Ingredient composition with the balance consisting of iron and unavoidable impurities,
The steel material according to any one of claims 1 to 3, wherein the microstructure has a cleanliness of sulfide-based inclusions of less than 1.0%.
The composition of the components is further increased by mass%.
Cu: 1.0% or less,
Ni: 1.0% or less,
Mo: 2.0% or less,
V: 2.0% or less,
W: The steel material according to claim 4, which contains one or more selected from 2.0% or less.
The steel material according to claim 4 or 5, wherein the sulfide-based inclusion is MnS.
The method for producing a steel material according to any one of claims 1 to 6.

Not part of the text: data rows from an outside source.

#[cfg(test)]
mod tests {
    use super::*;
    use crate::assets::{Asset, Load, Portfolio};
    use crate::system::Horizon;

    fn coords(scenarios: &[&str], steps: usize, generators: &[&str], loads: &[&str]) -> Coordinates {
        let mut coords = Coordinates::new();
        coords
            .insert(Index::new(Dimension::Scenario, scenarios.iter().copied()).unwrap())
            .unwrap();
        coords
            .insert(Index::new(Dimension::Time, (0..steps).map(|t| t.to_string())).unwrap())
            .unwrap();
        if !generators.is_empty() {
            coords
                .insert(Index::new(Dimension::Generator, generators.iter().copied()).unwrap())
                .unwrap();
        }
        if !loads.is_empty() {
            coords
                .insert(Index::new(Dimension::Load, loads.iter().copied()).unwrap())
                .unwrap();
        }
        coords
    }

    #[test]
    fn table_rejects_wrong_length() {
        let shape = Shape::from_pairs(&[(Dimension::Generator, 2)]);
        let err = ParameterTable::new("p", shape, vec![1.0]).unwrap_err();
        assert!(matches!(err, ModelError::ShapeMismatch { expected: 2, actual: 1, .. }));
    }

    #[test]
    fn table_broadcasts_over_extra_axes() {
        let shape = Shape::from_pairs(&[(Dimension::Generator, 2)]);
        let table = ParameterTable::new("nominal", shape, vec![100.0, 50.0]).unwrap();
        let point = Point::new()
            .with(Dimension::Scenario, 1)
            .with(Dimension::Time, 3)
            .with(Dimension::Generator, 1);
        assert_eq!(table[&point], 50.0);
        assert_eq!(table.get(&Point::new()), None);
    }

    #[test]
    fn generator_parameters_follow_index_order() {
        let coords = coords(&["s"], 1, &["b", "a"], &[]);
        let a = Generator::new("a", 100.0, 10.0);
        let b = Generator::new("b", 50.0, 20.0).with_ramp_limits(5.0, 7.0);
        let params = GeneratorParameters::new(&coords, &[&a, &b]).unwrap();
        let first = Point::new().with(Dimension::Generator, 0);
        let second = Point::new().with(Dimension::Generator, 1);
        assert_eq!(params.nominal_power[&first], 50.0);
        assert_eq!(params.max_ramp_up[&first], 5.0);
        assert_eq!(params.max_ramp_down[&second], 100.0);
    }

    #[test]
    fn load_profile_missing_or_short() {
        let coords = coords(&["s"], 2, &[], &["city"]);
        let missing = ScenarioParameters::new(&coords, &[Scenario::new("s", 1.0)]).unwrap_err();
        assert_eq!(
            missing,
            ModelError::MissingProfile {
                profile: "load".into(),
                asset: "city".into(),
                scenario: "s".into()
            }
        );

        let short = Scenario::new("s", 1.0).with_load("city", vec![1.0]);
        let err = ScenarioParameters::new(&coords, &[short]).unwrap_err();
        assert!(matches!(err, ModelError::ProfileLengthMismatch { expected: 2, actual: 1, .. }));
    }

    #[test]
    fn capacity_profiles_are_optional() {
        let coords = coords(&["windy", "calm"], 2, &["wind", "gas"], &[]);
        let scenarios = vec![
            Scenario::new("windy", 0.5).with_available_capacity("wind", vec![80.0, 90.0]),
            Scenario::new("calm", 0.5),
        ];
        let params = ScenarioParameters::new(&coords, &scenarios).unwrap();
        let table = params.available_capacity.unwrap();
        let at = |s, t, g| {
            Point::new()
                .with(Dimension::Scenario, s)
                .with(Dimension::Time, t)
                .with(Dimension::Generator, g)
        };
        assert_eq!(table[&at(0, 1, 0)], Some(90.0));
        assert_eq!(table[&at(0, 1, 1)], None);
        assert_eq!(table[&at(1, 0, 0)], None);
        assert_eq!(params.probability[&at(1, 0, 0)], 0.5);
    }

    #[test]
    fn system_parameters_skip_absent_classes() {
        let portfolio = Portfolio::from_assets([
            Asset::from(Generator::new("gas", 100.0, 30.0)),
            Asset::from(Load::new("city")),
        ])
        .unwrap();
        let system = EnergySystem::deterministic(
            portfolio,
            Horizon::new(3),
            Scenario::deterministic().with_load("city", vec![10.0, 20.0, 30.0]),
        )
        .unwrap();
        let params = EnergySystemParameters::from_system(&system).unwrap();
        assert!(params.generators().is_ok());
        assert_eq!(
            params.batteries().unwrap_err(),
            ModelError::MissingAssetClass(Dimension::Battery)
        );
        assert!(params.market_price().is_err());
        assert_eq!(params.load().unwrap().len(), 3);
        assert!(!params.coords.has(Dimension::Market));
    }
}
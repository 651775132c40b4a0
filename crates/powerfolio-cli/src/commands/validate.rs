use std::path::Path;

use anyhow::Result;
use powerfolio_core::Dimension;
use powerfolio_scenarios::load_system;

pub fn handle(system: &Path) -> Result<()> {
    let resolved = load_system(system)?;
    let system = &resolved.system;
    let portfolio = system.portfolio();
    println!("System spec validated successfully");
    println!(
        "  {} generators, {} batteries, {} loads, {} markets",
        portfolio.labels(Dimension::Generator).len(),
        portfolio.labels(Dimension::Battery).len(),
        portfolio.labels(Dimension::Load).len(),
        portfolio.labels(Dimension::Market).len(),
    );
    println!(
        "  {} steps of {} min, {} scenario(s)",
        system.horizon().steps(),
        resolved.timestep.num_minutes(),
        system.scenarios().len()
    );
    Ok(())
}
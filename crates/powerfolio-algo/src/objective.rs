//! Expected profit: market revenue minus generation cost, weighted by
//! scenario probability.

use crate::constraints::ModelView;
use crate::expr::LinearExpr;
use powerfolio_core::{Dimension, ModelError, ModelResult};
use serde::Serialize;
use std::fmt;

#[derive(Debug, Clone, Copy, PartialEq, Eq, Serialize)]
#[serde(rename_all = "snake_case")]
pub enum ObjectiveSense {
    Maximize,
    Minimize,
}

impl fmt::Display for ObjectiveSense {
    fn fmt(&self, f: &mut fmt::Formatter<'_>) -> fmt::Result {
        match self {
            ObjectiveSense::Maximize => f.write_str("maximize"),
            ObjectiveSense::Minimize => f.write_str("minimize"),
        }
    }
}

/// A named additive part of the objective, already signed.
#[derive(Debug, Clone)]
pub struct ObjectiveComponent {
    pub name: &'static str,
    pub expression: LinearExpr,
}

#[derive(Debug, Clone)]
pub struct Objective {
    pub sense: ObjectiveSense,
    pub expression: LinearExpr,
    pub components: Vec<ObjectiveComponent>,
}

impl Objective {
    pub fn component(&self, name: &str) -> Option<&ObjectiveComponent> {
        self.components.iter().find(|c| c.name == name)
    }
}

/// Σ (sell - buy) · price · probability over (scenario, time, market).
fn market_revenue(view: &ModelView<'_>) -> ModelResult<Option<LinearExpr>> {
    let (Some(vars), Some(price)) = (
        view.vars.markets.as_ref(),
        view.params.scenarios.market_price.as_ref(),
    ) else {
        return Ok(None);
    };
    let probability = &view.params.scenarios.probability;
    let sell = view.var(vars.sell_volume);
    let buy = view.var(vars.buy_volume);
    let mut revenue = LinearExpr::new();
    for p in view.asset_shape(Dimension::Market)?.points() {
        let weight = price[&p] * probability[&p];
        revenue += (sell.at(&p) - buy.at(&p)) * weight;
    }
    Ok(Some(revenue))
}

/// Σ (power · variable cost + startup · startup cost + shutdown · shutdown
/// cost) · probability over (scenario, time, generator).
fn generation_cost(view: &ModelView<'_>) -> ModelResult<Option<LinearExpr>> {
    let Some(vars) = view.vars.generators.as_ref() else {
        return Ok(None);
    };
    let params = view.params.generators()?;
    let probability = &view.params.scenarios.probability;
    let power = view.var(vars.power);
    let startup = view.var(vars.startup);
    let shutdown = view.var(vars.shutdown);
    let mut cost = LinearExpr::new();
    for p in view.asset_shape(Dimension::Generator)?.points() {
        let weight = probability[&p];
        cost.add_term(power.at(&p), params.variable_cost[&p] * weight);
        if params.startup_cost[&p] != 0.0 {
            cost.add_term(startup.at(&p), params.startup_cost[&p] * weight);
        }
        if params.shutdown_cost[&p] != 0.0 {
            cost.add_term(shutdown.at(&p), params.shutdown_cost[&p] * weight);
        }
    }
    Ok(Some(cost))
}

/// `profit = revenue - cost`; fails with [`ModelError::EmptyObjective`] when
/// neither part exists.
pub fn build_objective(view: &ModelView<'_>) -> ModelResult<Objective> {
    let mut components = Vec::new();
    if let Some(revenue) = market_revenue(view)? {
        components.push(ObjectiveComponent {
            name: "market_revenue",
            expression: revenue,
        });
    }
    if let Some(cost) = generation_cost(view)? {
        components.push(ObjectiveComponent {
            name: "generation_cost",
            expression: -cost,
        });
    }
    if components.is_empty() {
        return Err(ModelError::EmptyObjective);
    }
    let expression = components
        .iter()
        .map(|c| c.expression.clone())
        .sum::<LinearExpr>()
        .normalized();
    Ok(Objective {
        sense: ObjectiveSense::Maximize,
        expression,
        components,
    })
}
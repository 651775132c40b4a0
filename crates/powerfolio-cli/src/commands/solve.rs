use std::io;
use std::path::Path;

use anyhow::{Context, Result};
use powerfolio_algo::{optimize, GoodLpSolver, MilpBackend, ResultSet, SolveOutcome};
use powerfolio_cli::common::{write_json, write_table};
use powerfolio_cli::OutputFormat;
use powerfolio_scenarios::{load_system, ResolvedSystem};
use serde::Serialize;
use tracing::info;

#[derive(Serialize)]
struct SolveReport<'a> {
    outcome: &'a SolveOutcome,
    results: &'a ResultSet,
}

pub fn handle(system: &Path, solver: &str, out: Option<&Path>, format: OutputFormat) -> Result<()> {
    let backend = solver.parse::<MilpBackend>()?;
    let resolved = load_system(system)?;
    info!("Solving {} with {}", system.display(), backend);

    let solved = optimize(&resolved.system, &GoodLpSolver::new(backend))
        .context("building model")?;
    let results = solved.results().all().context("extracting results")?;

    if let Some(dir) = out {
        write_outputs(dir, &solved.outcome, &results)?;
    }

    let report = SolveReport {
        outcome: &solved.outcome,
        results: &results,
    };
    match format {
        OutputFormat::Json => write_json(&report, &mut io::stdout(), true),
        OutputFormat::Table => print_tables(&resolved, &solved.outcome, &results),
    }
}

fn write_outputs(dir: &Path, outcome: &SolveOutcome, results: &ResultSet) -> Result<()> {
    std::fs::create_dir_all(dir)
        .with_context(|| format!("creating output directory {}", dir.display()))?;
    results.to_json(&dir.join("results.json"))?;
    #[cfg(feature = "desktop")]
    {
        let written = results.to_csv_dir(dir)?;
        info!(files = written.len(), "wrote CSV tables");
    }
    info!(
        solver = outcome.solver,
        dir = %dir.display(),
        "wrote results"
    );
    Ok(())
}

fn print_tables(resolved: &ResolvedSystem, outcome: &SolveOutcome, results: &ResultSet) -> Result<()> {
    println!(
        "status: {}  termination: {}  solver: {}",
        outcome.status, outcome.termination, outcome.solver
    );
    if let Some(objective) = outcome.objective_value {
        println!("expected profit: {objective:.3}");
    }
    println!();

    let power = resolved.power_unit.as_str();
    let energy = resolved.energy_unit();
    let stdout = io::stdout();
    if let Some(generators) = &results.generators {
        write_table(&generators.power, power, stdout.lock())?;
        write_table(&generators.status, "on/off", stdout.lock())?;
    }
    if let Some(batteries) = &results.batteries {
        write_table(&batteries.net_power, power, stdout.lock())?;
        write_table(&batteries.state_of_charge, &energy, stdout.lock())?;
    }
    if let Some(markets) = &results.markets {
        write_table(&markets.sell_volume, power, stdout.lock())?;
        write_table(&markets.buy_volume, power, stdout.lock())?;
    }
    Ok(())
}
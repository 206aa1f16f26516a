use std::path::PathBuf;

use anyhow::Result;

use crate::catalog::{MetadataSource, ModelRepository};
use crate::config::Settings;

pub fn list_services(settings: &Settings, models_dir: Option<PathBuf>) -> Result<()> {
    let mut catalog = settings.catalog.clone();
    if let Some(dir) = models_dir {
        catalog.models_dir = dir;
    }
    let repository = ModelRepository::from_settings(&catalog)?;
    let services = repository.list_services()?;

    println!(
        "{:<24} {:<12} {:<10} FULL NAME",
        "SERVICE", "VERSION", "PROTOCOL"
    );
    for meta in &services {
        println!(
            "{:<24} {:<12} {:<10} {}",
            meta.name, meta.api_version, meta.protocol, meta.service_full_name
        );
    }
    println!("{} services in {}", services.len(), catalog.models_dir.display());

    Ok(())
}
/// Compile a validated filter into a `WHERE` clause and its bind values.
fn where_clause(filter: &Filter) -> (String, Vec<SqlValue>) {
    let mut conditions = Vec::with_capacity(filter.len());
    let mut binds = Vec::with_capacity(filter.len());
    for (path, value) in filter.iter() {
        if path == ID_FIELD {
            conditions.push("_id = ?".to_string());
            binds.push(SqlValue::Int(value.as_i64().unwrap_or_default()));
            continue;
        }
        let expr = extract_expr(path);
        // json_extract flattens booleans to 1/0 and containers to JSON
        // text, so every typed comparison also checks json_type.
        let json_type = format!("json_type(body, {})", json_path_literal(path));
        match value {
            Value::Null => conditions.push(format!("{} IS NULL", expr)),
            Value::Bool(b) => {
                let literal = if *b { "true" } else { "false" };
                conditions.push(format!("{} = '{}'", json_type, literal));
            }
            Value::Number(n) => {
                conditions.push(format!(
                    "{} = ? AND {} IN ('integer', 'real')",
                    expr, json_type
                ));
                match n.as_i64() {
                    Some(i) => binds.push(SqlValue::Int(i)),
                    None => binds.push(SqlValue::Real(n.as_f64().unwrap_or_default())),
                }
            }
            Value::String(s) => {
                conditions.push(format!("{} = ? AND {} = 'text'", expr, json_type));
                binds.push(SqlValue::Text(s.clone()));
            }
            Value::Array(_) | Value::Object(_) => {
                // rejected by Filter::validate
                conditions.push("0".to_string());
            }
        }
    }
    if conditions.is_empty() {
        ("1 = 1".to_string(), binds)
    } else {
        (conditions.join(" AND "), binds)
    }
}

The steel material is heated to a temperature range of 1100 ° C. or higher and 1300 ° C. or lower, the cross-rolling ratio calculated by Eq. A method for producing a steel material, in which hot rolling is performed under conditions of 750 ° C. or higher and then cooling is performed.
Cross rolling ratio = rolling direction rolling ratio / rolling perpendicular rolling ratio ・・・ (1)
A tank obtained by welding the steel material according to any one of claims 1 to 6.
A tank in which the absorbed energy of the Charpy impact test at -196 ° C. in the C direction in the coarse grain region of the weld heat affected zone is 41 J or more.